Arqueología

Encuentran en chicles de hace 10.000 años el ADN de los primeros pobladores de Escandinavia

Uno de los trozos de chicle, con moldes de plastilina de dos lados en los que se ve la impresión de los dientes. /Natalija Kashuba / Universidad de Estocolmo
Uno de los trozos de chicle, con moldes de plastilina de dos lados en los que se ve la impresión de los dientes. / Natalija Kashuba / Universidad de Estocolmo

Aquellos cazadores recolectores mesolíticos usaban masas de corteza de abedul masticadas como pegamento en armas y herramientas

Luis Alfonso Gámez
LUIS ALFONSO GÁMEZ

Investigadores suecos han encontrado en tres muestras de chicle de hace unos 10.000 años el ADN de los pobladores de Escandinavia más antiguos que se conocen. El material genético corresponde a dos mujeres y un hombre, y los emparenta con cazadores recolectores de Suecia y las primeras poblaciones mesolíticas de la Europa de la Edad del Hielo, explican los autores del estudio en la revista 'Communications Biology'.

Varias decenas de muestras de goma de mascar se encontraron a principios de los años 90 en el yacimiento de Huseby Klev, un asentamiento de cazadores y pescadores de principios de Mesolítico en la costa occidental sueca, al norte de Gotemburgo.
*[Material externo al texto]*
use crate::view::{self, EdgeView};
use crate::ProjectArgs;
use serde::Serialize;
use testscope_core::model::{FileRole, ResolvedEdge};

#[derive(Serialize)]
struct GraphNode<'a> {
    path: &'a str,
    role: FileRole,
}

#[derive(Serialize)]
struct GraphOutput<'a> {
    nodes: Vec<GraphNode<'a>>,
    edges: Vec<ResolvedEdge>,
    unparsable: Vec<&'a str>,
}

pub fn run(project: ProjectArgs, json: bool) -> Result<(), Box<dyn std::error::Error>> {
    let root = project.root();
    let config = project.load_config()?;
    let analyzer = testscope_runtime::build_default_analyzer(root.clone(), config);
    let index = analyzer.index(&[])?;
    let graph = index.graph();
    let edges = graph.edges();

    if json {
        let output = GraphOutput {
            nodes: index
                .catalog()
                .files()
                .map(|f| GraphNode {
                    path: &f.path,
                    role: f.role,
                })
                .collect(),
            edges,
            unparsable: index.unparsable().into_iter().collect(),
        };
        println!("{}", serde_json::to_string_pretty(&output)?);
        return Ok(());
    }

    println!("{}", view::heading(&format!("Project: {}", root.display())));
    println!("Files: {}", index.catalog().len());
    println!("Test files: {}", index.catalog().test_files().len());
    println!("Edges: {}", graph.edge_count());

    let unparsable = index.unparsable();
    if !unparsable.is_empty() {
        println!("{}", view::warning("Unparsable:"));
        for path in unparsable {
            println!("  {}", path);
        }
    }

    if !edges.is_empty() {
        let rows: Vec<EdgeView> = edges.iter().map(Into::into).collect();
        println!("\n{}", view::table(&rows));
    }

    Ok(())
}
En aquel momento, la tecnología no permitía analizar el chicle, masas de corteza de abedul masticadas que aquellos humanos utilizaban como pegamento en armas y herramientas, a la búsqueda de ADN.

«Cuando Per Persson y Mikael Maininen [dos de los investigadores] propusieron buscar ADN de cazadores recolectores en las gomas de mascar de Huseby Klev, vacilamos, pero nos impresionaba que los arqueólogos se hubieran preocupado durante las excavaciones de preservar un material tan frágil», recuerda Natalija Kashuba, del Museo de Historia Cultural de Oslo y coautora del estudio. Los resultados abrumaron a los científicos cuando se dieron cuenta de que habían secuenciado genomas humanos a partir de chicles que se escupieron «¡hace unos 10.000 años!».

Las tres muestras analizadas fueron masticadas por dos mujeres y un hombre jóvenes, próximos genéticamente a los grupos humanos de la época en Suecia y de inicios del mesolítico en la Europa de la Edad del Hielo. Aunque las herramientas desenterradas en el yacimiento corresponden a una tecnología de talla de piedra procedente de la actual Rusia, «el análisis demográfico sugiere que la composición genética de los individuos de Huseby Klev es más parecida a la de los cazadores recolectores occidentales que a la de los del este», destaca Emarah Kirdök, de la Universidad de Estocolmo y coautor del trabajo.

«Gran parte de nuestra historia es visible en el ADN que llevamos con nosotros. Por eso tratamos de buscar ADN donde creemos que podemos encontrarlo», dice Anders Götherström, de la Universidad de Estocolmo y otro de los investigadores. Este estudio demuestra que el chicle puede ser una fuente alternativa de ÁDN para estudios genéticos de poblaciones antiguas.